**INFORMATION SUPPLIED**
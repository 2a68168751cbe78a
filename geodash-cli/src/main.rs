//! geodash - command-line front end for the GeoDash resolver
//!
//! Run with: cargo run -p geodash-cli -- --db cities.db import cities.csv
//!           cargo run -p geodash-cli -- --db cities.db search Londn

mod args;

use anyhow::{Context, Result};
use args::{Cli, Command};
use clap::Parser;
use geodash::config::DatabaseConfig;
use geodash::{GeoDash, GeoDashConfig, GeoPoint, ImportOptions, PlaceId, PlaceRecord, QueryRequest};
use indicatif::{ProgressBar, ProgressStyle};
use serde::Serialize;
use std::time::Duration;
use tracing_subscriber::EnvFilter;

fn init_logging(verbose: bool) -> Result<()> {
    let level = if verbose { "debug" } else { "info" };
    let filter = EnvFilter::try_from_default_env()
        .or_else(|_| EnvFilter::try_new(format!("geodash={level},geodash_cli={level}")))?
        .add_directive("tantivy=warn".parse()?);
    tracing_subscriber::fmt()
        .with_env_filter(filter)
        .with_target(verbose)
        .with_writer(std::io::stderr)
        .init();
    Ok(())
}

fn load_config(cli: &Cli) -> Result<GeoDashConfig> {
    let config = match &cli.config {
        Some(path) => GeoDashConfig::load(path)
            .with_context(|| format!("Failed to load config from {}", path.display()))?,
        None => GeoDashConfig::default(),
    };
    Ok(match &cli.db {
        Some(db) => config.with_sqlite_path(db),
        None => config,
    })
}

/// An import into an in-memory store is lost when the process exits.
fn ensure_persistent(config: &GeoDashConfig) -> Result<()> {
    if let DatabaseConfig::Sqlite { path: None, .. } = config.database {
        anyhow::bail!(
            "import needs a persistent database: pass --db FILE or set database.path in the config"
        );
    }
    Ok(())
}

fn print_json<T: Serialize + ?Sized>(value: &T) -> Result<()> {
    println!("{}", serde_json::to_string_pretty(value)?);
    Ok(())
}

fn describe(place: &PlaceRecord) -> String {
    let region = match (&place.state_name, &place.country_name) {
        (Some(state), Some(country)) => format!("{state}, {country}"),
        (None, Some(country)) => country.clone(),
        (Some(state), None) => format!("{state}, {}", place.country_code),
        (None, None) => place.country_code.clone(),
    };
    format!(
        "#{:<8} {} ({}) [{:.4}, {:.4}]",
        place.id, place.name, region, place.latitude, place.longitude
    )
}

#[tokio::main]
async fn main() -> Result<()> {
    let cli = Cli::parse();
    init_logging(cli.verbose)?;
    tracing::debug!(?cli, "Parsed arguments");

    let config = load_config(&cli)?;
    if matches!(cli.command, Command::Import { .. }) {
        ensure_persistent(&config)?;
    }
    let geo = GeoDash::open(config).context("Failed to open GeoDash")?;

    match cli.command {
        Command::Import {
            ref csv,
            ref countries,
            batch_size,
            if_empty,
        } => {
            let options = ImportOptions {
                countries: countries.clone(),
                batch_size,
            };
            if if_empty && geo.stats()?.places > 0 {
                println!("Store already populated, nothing imported");
                return Ok(());
            }

            let pb = ProgressBar::new_spinner();
            pb.set_style(
                ProgressStyle::default_spinner()
                    .template("{spinner:.green} [{elapsed_precise}] {msg}")?,
            );
            pb.enable_steady_tick(Duration::from_millis(120));
            let report = geo
                .import_csv_with_progress(csv, options, |report| {
                    pb.set_message(format!(
                        "{} loaded, {} skipped, {} failed",
                        report.loaded,
                        report.skipped,
                        report.failures.len()
                    ));
                })
                .with_context(|| format!("Failed to import {}", csv.display()))?;
            pb.finish_and_clear();

            if cli.json {
                print_json(&serde_json::json!({
                    "read": report.read,
                    "loaded": report.loaded,
                    "skipped": report.skipped,
                    "failures": report.failures.iter().map(|f| serde_json::json!({
                        "line": f.line,
                        "id": f.id,
                        "reason": f.reason,
                    })).collect::<Vec<_>>(),
                }))?;
            } else {
                println!(
                    "Read {} rows: {} loaded, {} skipped, {} failed",
                    report.read,
                    report.loaded,
                    report.skipped,
                    report.failures.len()
                );
                for failure in report.failures.iter().take(20) {
                    println!("  line {}: {}", failure.line, failure.reason);
                }
                if report.failures.len() > 20 {
                    println!("  ... {} more", report.failures.len() - 20);
                }
            }
        }

        Command::Search {
            text,
            location,
            country,
            from_country,
            limit,
            threshold,
        } => {
            let mut request = QueryRequest::new(text);
            if let Some((lat, lon)) = location.point() {
                request = request.near(lat, lon);
            }
            request.country = country;
            request.caller_country = from_country;
            request.limit = limit;
            request.threshold = threshold;

            let resolution = geo.search(request).await.context("Search failed")?;
            if cli.json {
                print_json(resolution.results.as_slice())?;
            } else if resolution.is_empty() {
                println!("No matches");
            } else {
                for hit in resolution.results.iter() {
                    let distance = hit
                        .distance_km
                        .map(|d| format!(" {d:.1} km"))
                        .unwrap_or_default();
                    println!(
                        "{:>3} {:>10.1} {}{}",
                        hit.fuzzy_score,
                        hit.fused_score,
                        describe(&hit.place),
                        distance
                    );
                }
            }
        }

        Command::Nearby {
            lat,
            lon,
            radius_km,
            limit,
        } => {
            let places = geo
                .nearby(GeoPoint { lat, lon }, radius_km, limit)
                .context("Nearby lookup failed")?;
            if cli.json {
                print_json(&places)?;
            } else {
                for near in &places {
                    println!("{:>8.2} km {}", near.distance_km, describe(&near.place));
                }
            }
        }

        Command::City { id } => match geo.city(PlaceId(id))? {
            Some(place) if cli.json => print_json(&place)?,
            Some(place) => println!("{}", describe(&place)),
            None => anyhow::bail!("No place with id {id}"),
        },

        Command::Countries => {
            let countries = geo.countries()?;
            if cli.json {
                print_json(&countries)?;
            } else {
                for country in &countries {
                    println!(
                        "{} {:<40} {:>8}",
                        country.code,
                        country.name.as_deref().unwrap_or("-"),
                        country.places
                    );
                }
            }
        }

        Command::States { ref country } => {
            let states = geo.states(country)?;
            if cli.json {
                print_json(&states)?;
            } else {
                for state in &states {
                    println!(
                        "{:<6} {:<40} {:>8}",
                        state.code.as_deref().unwrap_or("-"),
                        state.name.as_deref().unwrap_or("-"),
                        state.places
                    );
                }
            }
        }

        Command::Cities {
            ref state,
            ref country,
        } => {
            let places = geo.cities_in_state(state, country)?;
            if cli.json {
                print_json(&places)?;
            } else {
                for place in &places {
                    println!("{}", describe(place));
                }
            }
        }

        Command::Stats => {
            let stats = geo.stats()?;
            if cli.json {
                print_json(&stats)?;
            } else {
                println!("backend:       {}", stats.backend);
                println!("places:        {}", stats.places);
                println!("countries:     {}", stats.countries);
                println!("spatial index: {}", stats.spatial_index);
                println!("text index:    {}", stats.text_index);
            }
        }
    }

    geo.shutdown();
    Ok(())
}

#[cfg(test)]
mod tests {
    use super::*;

    #[test]
    fn test_import_requires_a_database_file() {
        let cli = Cli::parse_from(["geodash", "import", "cities.csv"]);
        let config = load_config(&cli).unwrap();
        let err = ensure_persistent(&config).unwrap_err();
        assert!(err.to_string().contains("--db"));

        let cli = Cli::parse_from(["geodash", "--db", "cities.db", "import", "cities.csv"]);
        assert!(ensure_persistent(&load_config(&cli).unwrap()).is_ok());
    }

    #[test]
    fn test_postgres_counts_as_persistent() {
        let mut config = GeoDashConfig::default();
        config.database = DatabaseConfig::Postgres {
            url: "postgres://localhost/geodash".into(),
        };
        assert!(ensure_persistent(&config).is_ok());
    }
}
impl<T: Tokenizer> Tokenizer for IncrementPositionFilterWrapper<T> {
    type TokenStream<'a> = IncrementPositionTokenStream<T::TokenStream<'a>>;

    fn token_stream<'a>(&'a mut self, text: &'a str) -> Self::TokenStream<'a> {
        IncrementPositionTokenStream {
            inner: self.0.token_stream(text),
            position: 0,
        }
    }
}

struct IncrementPositionTokenStream<T> {
    inner: T,
    position: usize,
}

impl<T: TokenStream> TokenStream for IncrementPositionTokenStream<T> {
    fn advance(&mut self) -> bool {
        if self.inner.advance() {
            self.inner.token_mut().position = self.position;
            self.position += 1;
            true
        } else {
            false
        }
    }

    fn token(&self) -> &tantivy::tokenizer::Token {
        self.inner.token()
    }

    fn token_mut(&mut self) -> &mut tantivy::tokenizer::Token {
        self.inner.token_mut()
    }
}

/// Error type for index operations
#[derive(Error, Debug)]
pub enum IndexerError {
    #[error("Tantivy error: {0}")]
    Tantivy(#[from] tantivy::TantivyError),
    #[error("Directory error: {0}")]
    Directory(#[from] tantivy::directory::error::OpenDirectoryError),
    #[error("IO error: {0}")]
    Io(#[from] std::io::Error),
}

pub type IndexerResult<T> = Result<T, IndexerError>;

#[derive(Clone, Copy)]
struct Fields {
    id: Field,
    name: Field,
    name_words: Field,
    country: Field,
    population: Field,
}

/// Name index over place records
pub struct PlaceIndex {
    index: Index,
    writer: RwLock<IndexWriter>,
    reader: RwLock<IndexReader>,
    fields: Fields,
}
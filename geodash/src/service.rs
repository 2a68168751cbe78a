//! GeoDash - the service facade
//!
//! Owns the resolved configuration, the record store, the result cache and
//! the resolver. Text queries go through the resolver (cached, single-flight);
//! lookups and listings go straight to the store.
//!
//! Store calls are blocking. `search` is async; `search_blocking` drives it on
//! the caller's thread and must not be called from inside an async task.

use std::path::Path;
use std::sync::Arc;
use tokio_util::sync::CancellationToken;
use tracing::{info, instrument};

use crate::cache::ResultCache;
use crate::config::GeoDashConfig;
use crate::error::{GeoDashError, GeoDashResult, ValidationError};
use crate::importer::{CsvImporter, ImportOptions, ImportReport};
use crate::models::{
    CountrySummary, GeoPoint, NearbyPlace, PlaceId, PlaceRecord, QueryRequest, Resolution,
    StateSummary, StoreStats,
};
use crate::ranking::by_distance;
use crate::resolver::Resolver;
use crate::store::{open_store, RecordStore};

pub struct GeoDash {
    config: Arc<GeoDashConfig>,
    store: Arc<dyn RecordStore>,
    cache: Arc<ResultCache>,
    resolver: Resolver,
    shutdown: CancellationToken,
}

impl GeoDash {
    /// Resolve `config` and open the backend it names.
    pub fn open(config: GeoDashConfig) -> GeoDashResult<Self> {
        let config = config.resolve()?;
        let store = open_store(&config)?;
        info!(
            backend = store.backend(),
            mode = ?config.mode,
            "Opened GeoDash"
        );
        Self::build(config, store)
    }

    /// Use an already opened store.
    pub fn with_store(config: GeoDashConfig, store: Arc<dyn RecordStore>) -> GeoDashResult<Self> {
        Self::build(config.resolve()?, store)
    }

    fn build(config: GeoDashConfig, store: Arc<dyn RecordStore>) -> GeoDashResult<Self> {
        let config = Arc::new(config);
        let cache = Arc::new(if config.features.result_cache {
            ResultCache::new(config.cache.capacity, config.cache.ttl())
        } else {
            ResultCache::disabled()
        });
        let shutdown = CancellationToken::new();
        let resolver = Resolver::new(
            Arc::clone(&config),
            Arc::clone(&store),
            Arc::clone(&cache),
            shutdown.clone(),
        );
        Ok(Self {
            config,
            store,
            cache,
            resolver,
            shutdown,
        })
    }

    pub fn config(&self) -> &GeoDashConfig {
        &self.config
    }

    pub fn store(&self) -> &Arc<dyn RecordStore> {
        &self.store
    }

    pub async fn search(&self, request: QueryRequest) -> GeoDashResult<Resolution> {
        self.resolver.resolve(request).await
    }

    pub fn search_blocking(&self, request: QueryRequest) -> GeoDashResult<Resolution> {
        futures::executor::block_on(self.search(request))
    }

    pub fn city(&self, id: PlaceId) -> GeoDashResult<Option<PlaceRecord>> {
        Ok(self.store.get(id)?)
    }

    /// Places within `radius_km` of `center`, nearest first.
    pub fn nearby(
        &self,
        center: GeoPoint,
        radius_km: f64,
        limit: usize,
    ) -> GeoDashResult<Vec<NearbyPlace>> {
        if !center.is_valid() {
            return Err(ValidationError::InvalidLocation {
                lat: center.lat,
                lon: center.lon,
            }
            .into());
        }
        if limit == 0 {
            return Err(ValidationError::ZeroLimit.into());
        }
        if !(radius_km.is_finite() && radius_km > 0.0) {
            return Err(GeoDashError::Unsupported(format!(
                "radius must be a positive distance, got {radius_km}"
            )));
        }
        let mut places = self.store.nearby(center, radius_km, limit)?;
        places.sort_by(by_distance);
        places.truncate(limit);
        Ok(places)
    }

    pub fn countries(&self) -> GeoDashResult<Vec<CountrySummary>> {
        Ok(self.store.countries()?)
    }

    pub fn states(&self, country: &str) -> GeoDashResult<Vec<StateSummary>> {
        Ok(self.store.states(country.trim())?)
    }

    pub fn cities_in_state(&self, state: &str, country: &str) -> GeoDashResult<Vec<PlaceRecord>> {
        Ok(self.store.cities_in_state(state.trim(), country.trim())?)
    }

    pub fn stats(&self) -> GeoDashResult<StoreStats> {
        Ok(self.store.stats()?)
    }

    pub fn import_csv(&self, path: &Path, options: ImportOptions) -> GeoDashResult<ImportReport> {
        self.import_csv_with_progress(path, options, |_| {})
    }

    /// Import and report progress after each batch. Cached results are dropped
    /// once the import finishes, even when it fails part way.
    #[instrument(skip(self, options, on_batch), fields(path = %path.display()))]
    pub fn import_csv_with_progress<F>(
        &self,
        path: &Path,
        options: ImportOptions,
        on_batch: F,
    ) -> GeoDashResult<ImportReport>
    where
        F: FnMut(&ImportReport),
    {
        let outcome =
            CsvImporter::new(options).import_path_with_progress(path, self.store.as_ref(), on_batch);
        self.resolver.invalidate();
        Ok(outcome?)
    }

    /// Import only into an empty store. `None` when records already exist.
    pub fn import_if_empty(
        &self,
        path: &Path,
        options: ImportOptions,
    ) -> GeoDashResult<Option<ImportReport>> {
        let existing = self.store.stats()?.places;
        if existing > 0 {
            info!(existing, "Store already populated, skipping import");
            return Ok(None);
        }
        self.import_csv(path, options).map(Some)
    }

    pub fn cache_len(&self) -> usize {
        self.cache.len()
    }

    pub fn clear_cache(&self) {
        self.resolver.invalidate();
    }

    /// Resolutions currently running
    pub fn in_flight(&self) -> usize {
        self.resolver.in_flight()
    }

    /// Cancel running resolutions at their next stage boundary and refuse new ones.
    pub fn shutdown(&self) {
        info!("Shutting down GeoDash");
        self.shutdown.cancel();
    }

    pub fn is_shut_down(&self) -> bool {
        self.shutdown.is_cancelled()
    }
}

impl Drop for GeoDash {
    fn drop(&mut self) {
        self.shutdown.cancel();
    }
}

**REQUIREMENT**
Wherever the word "Directory" occurs in the data above, copy the line it sits in.

**ANSWER BOX**
    #[error("Directory error: {0}")]
    Directory(#[from] tantivy::directory::error::OpenDirectoryError),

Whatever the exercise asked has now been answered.